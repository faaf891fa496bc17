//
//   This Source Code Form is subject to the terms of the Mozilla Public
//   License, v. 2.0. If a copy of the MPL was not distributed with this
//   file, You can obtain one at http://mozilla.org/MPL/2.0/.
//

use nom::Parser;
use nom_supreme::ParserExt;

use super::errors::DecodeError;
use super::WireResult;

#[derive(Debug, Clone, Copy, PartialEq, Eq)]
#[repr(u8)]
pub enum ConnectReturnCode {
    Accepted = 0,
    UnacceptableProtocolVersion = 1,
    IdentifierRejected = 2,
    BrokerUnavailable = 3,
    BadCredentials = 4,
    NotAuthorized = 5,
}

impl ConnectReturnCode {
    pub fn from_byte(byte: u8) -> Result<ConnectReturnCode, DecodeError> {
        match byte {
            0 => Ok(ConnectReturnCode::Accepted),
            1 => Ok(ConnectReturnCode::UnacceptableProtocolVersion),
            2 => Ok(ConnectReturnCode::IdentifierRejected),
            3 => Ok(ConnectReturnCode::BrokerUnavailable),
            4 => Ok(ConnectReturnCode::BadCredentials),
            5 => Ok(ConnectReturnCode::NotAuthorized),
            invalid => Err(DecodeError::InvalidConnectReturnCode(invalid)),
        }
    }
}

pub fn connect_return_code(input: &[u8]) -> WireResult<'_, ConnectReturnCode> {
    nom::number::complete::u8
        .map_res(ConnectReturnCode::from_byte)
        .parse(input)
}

====

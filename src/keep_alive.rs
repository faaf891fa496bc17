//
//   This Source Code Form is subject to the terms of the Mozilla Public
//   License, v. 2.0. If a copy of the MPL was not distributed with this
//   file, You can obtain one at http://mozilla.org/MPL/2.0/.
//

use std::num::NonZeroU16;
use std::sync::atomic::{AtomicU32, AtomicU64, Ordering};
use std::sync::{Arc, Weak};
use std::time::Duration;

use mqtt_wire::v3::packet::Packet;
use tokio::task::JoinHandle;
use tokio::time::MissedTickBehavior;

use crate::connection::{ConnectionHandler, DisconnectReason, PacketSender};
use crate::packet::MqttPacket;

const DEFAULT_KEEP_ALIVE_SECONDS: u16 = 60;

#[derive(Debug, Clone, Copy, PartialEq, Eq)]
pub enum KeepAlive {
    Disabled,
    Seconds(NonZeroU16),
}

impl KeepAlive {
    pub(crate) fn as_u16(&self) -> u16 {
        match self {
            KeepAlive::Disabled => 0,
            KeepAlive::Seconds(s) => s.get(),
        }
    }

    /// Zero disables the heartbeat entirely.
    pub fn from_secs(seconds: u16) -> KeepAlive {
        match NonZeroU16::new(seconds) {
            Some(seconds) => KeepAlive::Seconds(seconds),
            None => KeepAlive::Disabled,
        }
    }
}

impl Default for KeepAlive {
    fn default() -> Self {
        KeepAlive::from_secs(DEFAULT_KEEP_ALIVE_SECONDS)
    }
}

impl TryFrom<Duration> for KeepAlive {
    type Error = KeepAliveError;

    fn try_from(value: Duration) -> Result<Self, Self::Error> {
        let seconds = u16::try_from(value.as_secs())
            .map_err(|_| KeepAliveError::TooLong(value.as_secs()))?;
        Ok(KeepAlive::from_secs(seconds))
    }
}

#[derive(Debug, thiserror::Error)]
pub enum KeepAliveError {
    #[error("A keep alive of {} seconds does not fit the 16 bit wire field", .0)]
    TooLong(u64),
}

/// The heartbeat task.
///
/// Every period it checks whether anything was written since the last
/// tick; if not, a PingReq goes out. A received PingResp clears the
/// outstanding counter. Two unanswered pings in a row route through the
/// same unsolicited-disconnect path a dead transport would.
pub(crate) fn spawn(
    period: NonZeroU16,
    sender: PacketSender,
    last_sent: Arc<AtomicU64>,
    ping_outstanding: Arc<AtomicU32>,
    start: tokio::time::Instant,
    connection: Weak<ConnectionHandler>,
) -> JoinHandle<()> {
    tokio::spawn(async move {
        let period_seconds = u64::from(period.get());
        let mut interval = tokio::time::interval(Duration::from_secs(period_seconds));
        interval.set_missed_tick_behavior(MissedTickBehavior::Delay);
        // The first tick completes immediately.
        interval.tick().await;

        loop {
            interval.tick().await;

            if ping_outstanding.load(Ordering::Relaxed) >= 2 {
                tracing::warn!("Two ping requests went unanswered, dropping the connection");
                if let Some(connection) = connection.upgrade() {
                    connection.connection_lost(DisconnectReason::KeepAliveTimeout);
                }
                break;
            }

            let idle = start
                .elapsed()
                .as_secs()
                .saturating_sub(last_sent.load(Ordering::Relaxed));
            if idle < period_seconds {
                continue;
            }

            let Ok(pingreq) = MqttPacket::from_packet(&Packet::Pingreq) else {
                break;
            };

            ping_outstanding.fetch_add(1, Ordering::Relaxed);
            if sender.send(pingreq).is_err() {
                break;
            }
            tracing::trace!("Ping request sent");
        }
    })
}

====

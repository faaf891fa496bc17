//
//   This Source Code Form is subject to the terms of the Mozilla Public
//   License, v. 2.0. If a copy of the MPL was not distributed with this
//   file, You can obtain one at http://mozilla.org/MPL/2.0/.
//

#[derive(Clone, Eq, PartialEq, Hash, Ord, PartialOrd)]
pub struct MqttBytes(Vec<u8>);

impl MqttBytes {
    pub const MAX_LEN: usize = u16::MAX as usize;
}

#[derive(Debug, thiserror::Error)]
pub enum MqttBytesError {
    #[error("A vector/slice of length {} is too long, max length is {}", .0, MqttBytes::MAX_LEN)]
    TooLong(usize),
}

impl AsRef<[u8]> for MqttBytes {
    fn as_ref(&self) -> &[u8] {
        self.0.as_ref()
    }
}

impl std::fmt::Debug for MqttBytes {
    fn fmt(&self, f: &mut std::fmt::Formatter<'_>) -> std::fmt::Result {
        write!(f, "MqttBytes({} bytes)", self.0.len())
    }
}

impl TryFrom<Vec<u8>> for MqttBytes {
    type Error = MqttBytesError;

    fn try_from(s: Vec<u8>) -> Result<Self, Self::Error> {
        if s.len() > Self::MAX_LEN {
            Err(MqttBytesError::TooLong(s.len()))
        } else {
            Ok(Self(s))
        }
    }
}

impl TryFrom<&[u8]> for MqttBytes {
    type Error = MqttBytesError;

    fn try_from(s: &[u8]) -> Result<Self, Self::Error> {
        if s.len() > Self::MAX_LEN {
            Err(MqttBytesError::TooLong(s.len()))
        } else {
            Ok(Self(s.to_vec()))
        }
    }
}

====

▶ **What to produce**: Search the data for "UnacceptableProtocolVersion". Copy every matching line.

▶ **Worked solution**:
    UnacceptableProtocolVersion = 1,
            1 => Ok(ConnectReturnCode::UnacceptableProtocolVersion),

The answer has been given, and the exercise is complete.